** Dataset follows **
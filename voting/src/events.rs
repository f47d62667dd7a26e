//! Events queued by the engine for the node to fan out.

use hush_crypto::DecryptionRequestId;
use hush_types::{Timestamp, VoterAddress, VotingId, VotingType};
use serde::Serialize;

#[derive(Clone, Debug, PartialEq, Eq, Serialize)]
#[serde(tag = "event", rename_all = "snake_case")]
pub enum VotingEvent {
    VotingCreated {
        id: VotingId,
        creator: VoterAddress,
        voting_type: VotingType,
        start_time: Timestamp,
        end_time: Timestamp,
    },
    VoteCast {
        id: VotingId,
        voter: VoterAddress,
        voting_type: VotingType,
    },
    VotersWhitelisted {
        id: VotingId,
        count: usize,
    },
    DefaultCreditsSet {
        id: VotingId,
        amount: u32,
    },
    CreditsAllocated {
        id: VotingId,
        voter: VoterAddress,
        amount: u32,
    },
    QuadraticVoteAllocated {
        id: VotingId,
        voter: VoterAddress,
        total_credits: u64,
    },
    CreditsRefunded {
        id: VotingId,
        voter: VoterAddress,
        amount: u32,
    },
    DecryptionRequested {
        id: VotingId,
        request_id: DecryptionRequestId,
    },
    DecryptionReissued {
        id: VotingId,
        request_id: DecryptionRequestId,
        attempt: u32,
    },
    /// Every automatic retry went unanswered.
    DecryptionStalled {
        id: VotingId,
        attempts: u32,
    },
    /// The creator re-requested a stalled decryption.
    DecryptionRenewed {
        id: VotingId,
        request_id: DecryptionRequestId,
    },
    VotingTallied {
        id: VotingId,
        results: Vec<u64>,
    },
    Paused {
        by: VoterAddress,
    },
    Unpaused {
        by: VoterAddress,
    },
    OwnershipTransferred {
        previous: VoterAddress,
        new_owner: VoterAddress,
    },
    PublicKeyRegistered {
        user: VoterAddress,
    },
}

impl VotingEvent {
    /// Stable snake_case name, used as a metrics label.
    pub fn name(&self) -> &'static str {
        match self {
            Self::VotingCreated { .. } => "voting_created",
            Self::VoteCast { .. } => "vote_cast",
            Self::VotersWhitelisted { .. } => "voters_whitelisted",
            Self::DefaultCreditsSet { .. } => "default_credits_set",
            Self::CreditsAllocated { .. } => "credits_allocated",
            Self::QuadraticVoteAllocated { .. } => "quadratic_vote_allocated",
            Self::CreditsRefunded { .. } => "credits_refunded",
            Self::DecryptionRequested { .. } => "decryption_requested",
            Self::DecryptionReissued { .. } => "decryption_reissued",
            Self::DecryptionStalled { .. } => "decryption_stalled",
            Self::DecryptionRenewed { .. } => "decryption_renewed",
            Self::VotingTallied { .. } => "voting_tallied",
            Self::Paused { .. } => "paused",
            Self::Unpaused { .. } => "unpaused",
            Self::OwnershipTransferred { .. } => "ownership_transferred",
            Self::PublicKeyRegistered { .. } => "public_key_registered",
        }
    }

    /// The voting this event concerns, if any.
    pub fn voting_id(&self) -> Option<VotingId> {
        match self {
            Self::VotingCreated { id, .. }
            | Self::VoteCast { id, .. }
            | Self::VotersWhitelisted { id, .. }
            | Self::DefaultCreditsSet { id, .. }
            | Self::CreditsAllocated { id, .. }
            | Self::QuadraticVoteAllocated { id, .. }
            | Self::CreditsRefunded { id, .. }
            | Self::DecryptionRequested { id, .. }
            | Self::DecryptionReissued { id, .. }
            | Self::DecryptionStalled { id, .. }
            | Self::DecryptionRenewed { id, .. }
            | Self::VotingTallied { id, .. } => Some(*id),
            Self::Paused { .. }
            | Self::Unpaused { .. }
            | Self::OwnershipTransferred { .. }
            | Self::PublicKeyRegistered { .. } => None,
        }
    }
}
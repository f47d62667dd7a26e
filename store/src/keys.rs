//! Key encodings shared by all backends.
//!
//! Voting keys are the big-endian id, so byte order equals creation order.
//! Per-voter keys are the voting key followed by the normalised address
//! string, which makes "all voters of a voting" a prefix scan.

use crate::StoreError;
use hush_types::{VoterAddress, VotingId};

/// Length of the voting-id prefix in composite keys.
pub const VOTING_KEY_LEN: usize = 8;

pub fn voting_key(id: VotingId) -> [u8; VOTING_KEY_LEN] {
    id.to_key()
}

pub fn voter_key(voting: VotingId, voter: &VoterAddress) -> Vec<u8> {
    let mut key = Vec::with_capacity(VOTING_KEY_LEN + voter.as_str().len());
    key.extend_from_slice(&voting.to_key());
    key.extend_from_slice(voter.as_str().as_bytes());
    key
}

pub fn decode_voting_key(bytes: &[u8]) -> Result<VotingId, StoreError> {
    let arr: [u8; VOTING_KEY_LEN] = bytes
        .get(..VOTING_KEY_LEN)
        .and_then(|b| b.try_into().ok())
        .ok_or_else(|| StoreError::Corruption(format!("voting key of {} bytes", bytes.len())))?;
    Ok(VotingId::from_key(arr))
}

/// Split a composite key back into its parts.
pub fn decode_voter_key(bytes: &[u8]) -> Result<(VotingId, VoterAddress), StoreError> {
    let voting = decode_voting_key(bytes)?;
    let addr = std::str::from_utf8(&bytes[VOTING_KEY_LEN..])
        .map_err(|e| StoreError::Corruption(format!("voter key: {}", e)))?;
    let voter = VoterAddress::parse(addr)
        .map_err(|e| StoreError::Corruption(format!("voter key: {}", e)))?;
    Ok((voting, voter))
}

pub fn request_key(request_id: u64) -> [u8; 8] {
    request_id.to_be_bytes()
}
use thiserror::Error;

#[derive(Debug, Error)]
pub enum FheError {
    #[error("malformed ciphertext: {0}")]
    MalformedCiphertext(String),

    #[error("ciphertext type mismatch: expected {expected}")]
    TypeMismatch { expected: &'static str },

    #[error("homomorphic arithmetic overflow")]
    Overflow,

    #[error("decryption oracle unavailable: {0}")]
    OracleUnavailable(String),

    #[error("FHE backend error: {0}")]
    Backend(String),
}
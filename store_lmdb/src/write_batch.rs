//! Applies a [`WriteBatch`] inside a single LMDB write transaction.
//!
//! If any put fails the transaction is dropped without commit, which aborts
//! it, so a batch is either fully visible or not at all.

use hush_store::keys::{request_key, voter_key, voting_key};
use hush_store::{BatchOp, LedgerStore, StoreError, WriteBatch};

use crate::{LmdbEnvironment, LmdbError};

impl LedgerStore for LmdbEnvironment {
    fn commit(&self, batch: WriteBatch) -> Result<(), StoreError> {
        let op_count = batch.len();
        let mut wtxn = self.env().write_txn().map_err(LmdbError::from)?;

        for op in batch.into_ops() {
            match op {
                BatchOp::PutVoting { id, data } => {
                    self.votings_db
                        .put(&mut wtxn, &voting_key(id), &data)
                        .map_err(LmdbError::from)?;
                }
                BatchOp::PutVoter {
                    voting,
                    voter,
                    data,
                } => {
                    self.voters_db
                        .put(&mut wtxn, &voter_key(voting, &voter), &data)
                        .map_err(LmdbError::from)?;
                }
                BatchOp::PutCreditBalance {
                    voting,
                    voter,
                    data,
                } => {
                    self.credits_db
                        .put(&mut wtxn, &voter_key(voting, &voter), &data)
                        .map_err(LmdbError::from)?;
                }
                BatchOp::PutAllocation {
                    voting,
                    voter,
                    data,
                } => {
                    self.allocations_db
                        .put(&mut wtxn, &voter_key(voting, &voter), &data)
                        .map_err(LmdbError::from)?;
                }
                BatchOp::PutPublicKey { voter, key } => {
                    self.public_keys_db
                        .put(&mut wtxn, voter.as_str().as_bytes(), &key)
                        .map_err(LmdbError::from)?;
                }
                BatchOp::PutDecryptionRequest { request_id, voting } => {
                    self.decryption_requests_db
                        .put(&mut wtxn, &request_key(request_id), &voting_key(voting))
                        .map_err(LmdbError::from)?;
                }
                BatchOp::PutMeta { key, value } => {
                    self.meta_db
                        .put(&mut wtxn, key.as_bytes(), &value)
                        .map_err(LmdbError::from)?;
                }
            }
        }

        wtxn.commit().map_err(LmdbError::from)?;
        tracing::trace!(ops = op_count, "committed write batch");
        Ok(())
    }
}
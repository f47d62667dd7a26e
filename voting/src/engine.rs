//! The voting engine: every protocol operation, from creation to tally.
//!
//! Each mutating operation loads the records it needs, validates, computes
//! the new state on owned copies, and commits exactly one [`WriteBatch`].
//! A rejected operation therefore leaves no trace in the store. Mutations
//! take `&mut self`, so a single engine is a single writer; the node wraps it
//! in a mutex to serialise concurrent callers.

use std::sync::Arc;

use hush_crypto::{
    Ciphertext, DecryptionFulfillment, DecryptionRequestId, FheCapability, InputProof,
    ProofContext,
};
use hush_store::meta::{NEXT_VOTING_ID_KEY, OWNER_KEY, PAUSED_KEY};
use hush_store::{LedgerStore, StoreError, WriteBatch};
use hush_types::{Clock, ProtocolLimits, Timestamp, VoterAddress, VotingId, VotingStatus, VotingType};
use hush_utils::format_duration;

use crate::ballot::{Ballot, BallotProcessor};
use crate::config::VotingConfig;
use crate::credits::{CreditLedger, QuadraticStats};
use crate::eligibility::EligibilityGuard;
use crate::error::VotingError;
use crate::events::VotingEvent;
use crate::records::{decode, encode, CreditBalance, VoteAllocation, VoterRecord};
use crate::registry::VotingRegistry;
use crate::tally::{FulfillOutcome, ReissueDecision, TallyCoordinator};
use crate::voting::{Voting, VotingFull, VotingOption, VotingSummary};

pub struct VotingEngine {
    store: Arc<dyn LedgerStore>,
    fhe: Arc<dyn FheCapability>,
    clock: Arc<dyn Clock>,
    limits: ProtocolLimits,
    pub registry: VotingRegistry,
    pub eligibility: EligibilityGuard,
    pub ballots: BallotProcessor,
    pub credits: CreditLedger,
    pub tally: TallyCoordinator,
    /// Pending events for the node to process.
    pending_events: Vec<VotingEvent>,
}
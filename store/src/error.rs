use thiserror::Error;

#[derive(Debug, Error)]
pub enum StoreError {
    #[error("key not found: {0}")]
    NotFound(String),

    #[error("storage backend error: {0}")]
    Backend(String),

    #[error("serialization error: {0}")]
    Serialization(String),

    #[error("database is corrupted: {0}")]
    Corruption(String),
}
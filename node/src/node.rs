//! The HushVote node: wires storage, the FHE capability and the voting
//! engine together and runs the decryption relay.

use std::sync::Arc;
use std::time::{Duration, Instant};

use tokio::sync::mpsc;
use tokio::task::JoinHandle;

use hush_crypto::{DecryptionFulfillment, DecryptionRequestId, FheCapability, InputProof};
use hush_nullables::NullStore;
use hush_store::LedgerStore;
use hush_store_lmdb::{check_data_dir, check_integrity, LmdbEnvironment};
use hush_types::{Clock, VoterAddress, VotingId};
use hush_voting::{Ballot, VotingConfig, VotingEngine, VotingEvent};

use crate::config::{NodeConfig, StorageBackend};
use crate::decryption::DecryptionRelay;
use crate::error::NodeError;
use crate::events::{audit_listener, EventBus};
use crate::handle::EngineHandle;
use crate::metrics::NodeMetrics;
use crate::shutdown::ShutdownController;

/// Timeout for waiting on background tasks during shutdown.
const SHUTDOWN_TIMEOUT: Duration = Duration::from_secs(5);

/// A running HushVote node.
pub struct VotingNode {
    pub config: NodeConfig,
    pub metrics: Arc<NodeMetrics>,
    pub shutdown: Arc<ShutdownController>,
    handle: EngineHandle,
    fulfillment_tx: mpsc::Sender<DecryptionFulfillment>,
    /// Taken by [`start`](Self::start).
    fulfillment_rx: Option<mpsc::Receiver<DecryptionFulfillment>>,
    /// Handles for spawned background tasks (joined during shutdown).
    task_handles: Vec<JoinHandle<()>>,
}

impl VotingNode {
    /// Open the ledger and build the engine. Call [`start`](Self::start) to
    /// run the decryption relay.
    pub fn new(
        config: NodeConfig,
        fhe: Arc<dyn FheCapability>,
        clock: Arc<dyn Clock>,
        owner: VoterAddress,
    ) -> Result<Self, NodeError> {
        config.validate()?;

        let store: Arc<dyn LedgerStore> = match config.storage {
            StorageBackend::Lmdb => Arc::new(open_lmdb(&config)?),
            StorageBackend::Memory => {
                tracing::warn!("using in-memory storage, the ledger will not survive a restart");
                Arc::new(NullStore::new())
            }
        };

        let engine = VotingEngine::new(store, fhe, clock, config.protocol_limits(), owner)?;
        let metrics = Arc::new(NodeMetrics::new()?);
        metrics.voting_count.set(engine.voting_count()? as i64);
        metrics.paused.set(i64::from(engine.is_paused()?));

        let mut bus = EventBus::new();
        if config.audit_events {
            bus.subscribe(audit_listener());
        }

        let (fulfillment_tx, fulfillment_rx) = mpsc::channel(config.event_channel_capacity);

        tracing::info!(
            storage = ?config.storage,
            votings = engine.voting_count()?,
            "voting node initialised"
        );

        Ok(Self {
            handle: EngineHandle::new(engine, bus, Arc::clone(&metrics)),
            config,
            metrics,
            shutdown: Arc::new(ShutdownController::new()),
            fulfillment_tx,
            fulfillment_rx: Some(fulfillment_rx),
            task_handles: Vec::new(),
        })
    }

    /// Install the global tracing subscriber described by the config.
    pub fn init_logging(&self) -> Result<(), NodeError> {
        hush_utils::init_logging(self.config.log_format, &self.config.log_level)?;
        Ok(())
    }

    /// Spawn the fulfilment relay and the stale-decryption watchdog.
    pub async fn start(&mut self) -> Result<(), NodeError> {
        let fulfillments = self
            .fulfillment_rx
            .take()
            .ok_or(NodeError::AlreadyStarted)?;

        self.task_handles.push(DecryptionRelay::spawn_fulfillments(
            self.handle.clone(),
            fulfillments,
            self.shutdown.subscribe(),
        ));
        self.task_handles.push(DecryptionRelay::spawn_watchdog(
            self.handle.clone(),
            Duration::from_secs(self.config.watchdog_interval_secs),
            self.shutdown.subscribe(),
        ));

        tracing::info!(
            watchdog_secs = self.config.watchdog_interval_secs,
            "voting node started"
        );
        Ok(())
    }

    /// Signal every task and wait for them to finish.
    pub async fn stop(&mut self) -> Result<(), NodeError> {
        tracing::info!("voting node stopping");
        self.shutdown.shutdown();

        let handles = std::mem::take(&mut self.task_handles);
        let joined = tokio::time::timeout(SHUTDOWN_TIMEOUT, async {
            for handle in handles {
                if let Err(e) = handle.await {
                    tracing::warn!(error = %e, "background task ended abnormally");
                }
            }
        })
        .await;

        match joined {
            Ok(()) => {
                tracing::info!("voting node stopped");
                Ok(())
            }
            Err(_) => Err(NodeError::ShutdownTimeout),
        }
    }

    /// Access to every engine operation not wrapped below.
    pub fn engine(&self) -> &EngineHandle {
        &self.handle
    }

    pub async fn subscribe(&self, listener: Box<dyn Fn(&VotingEvent) + Send + Sync>) {
        self.handle.subscribe(listener).await;
    }

    /// Sender the FHE coprocessor adapter uses to deliver callbacks.
    pub fn fulfillment_sender(&self) -> mpsc::Sender<DecryptionFulfillment> {
        self.fulfillment_tx.clone()
    }

    /// Queue one decryption callback for the relay.
    pub async fn deliver_fulfillment(
        &self,
        fulfillment: DecryptionFulfillment,
    ) -> Result<(), NodeError> {
        self.fulfillment_tx
            .send(fulfillment)
            .await
            .map_err(|_| NodeError::RelayClosed)
    }

    pub async fn create_voting(
        &self,
        creator: &VoterAddress,
        config: VotingConfig,
        option_names: &[String],
        option_descriptions: &[String],
    ) -> Result<VotingId, NodeError> {
        Ok(self
            .handle
            .write(|engine| {
                engine.create_voting(creator, config, option_names, option_descriptions)
            })
            .await?)
    }

    /// Submit a ballot, counting rejections and timing accepted ballots.
    pub async fn cast_ballot(
        &self,
        voter: &VoterAddress,
        id: VotingId,
        ballot: Ballot,
        proof: &InputProof,
    ) -> Result<(), NodeError> {
        let kind = ballot.kind();
        let start = Instant::now();
        let result = self
            .handle
            .write(|engine| engine.submit_ballot(voter, id, ballot, proof))
            .await;

        match result {
            Ok(()) => {
                self.metrics
                    .ballot_process_time_ms
                    .observe(start.elapsed().as_secs_f64() * 1_000.0);
                Ok(())
            }
            Err(e) => {
                self.metrics.ballots_rejected.inc();
                tracing::warn!(voting = %id, voter = %voter, ballot = %kind, error = %e, "ballot rejected");
                Err(e.into())
            }
        }
    }

    pub async fn request_decryption(
        &self,
        caller: &VoterAddress,
        id: VotingId,
    ) -> Result<DecryptionRequestId, NodeError> {
        Ok(self
            .handle
            .write(|engine| engine.request_decryption(caller, id))
            .await?)
    }

    pub async fn decrypted_results(&self, id: VotingId) -> Result<Vec<u64>, NodeError> {
        Ok(self
            .handle
            .read(|engine| engine.decrypted_results(id))
            .await?)
    }
}

/// Open the LMDB ledger under `data_dir` and refuse to run on a damaged one.
fn open_lmdb(config: &NodeConfig) -> Result<LmdbEnvironment, NodeError> {
    check_data_dir(&config.data_dir).map_err(NodeError::Integrity)?;
    let env = LmdbEnvironment::open(&config.data_dir, config.lmdb_map_size)?;

    let report = check_integrity(&env)?;
    if !report.is_healthy() {
        return Err(NodeError::Integrity(report.errors.join("; ")));
    }
    tracing::info!(
        path = %config.data_dir.display(),
        databases = report.databases_checked,
        entries = report.total_entries,
        "ledger integrity verified"
    );
    Ok(env)
}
** End of Dataset **
▶ Work to be completed
Scan the records above for the string "async", then select every line that holds it.

▶ Written answer
    pub async fn start(&mut self) -> Result<(), NodeError> {
    pub async fn stop(&mut self) -> Result<(), NodeError> {
        let joined = tokio::time::timeout(SHUTDOWN_TIMEOUT, async {
    pub async fn subscribe(&self, listener: Box<dyn Fn(&VotingEvent) + Send + Sync>) {
    pub async fn deliver_fulfillment(
    pub async fn create_voting(
    pub async fn cast_ballot(
    pub async fn request_decryption(
    pub async fn decrypted_results(&self, id: VotingId) -> Result<Vec<u64>, NodeError> {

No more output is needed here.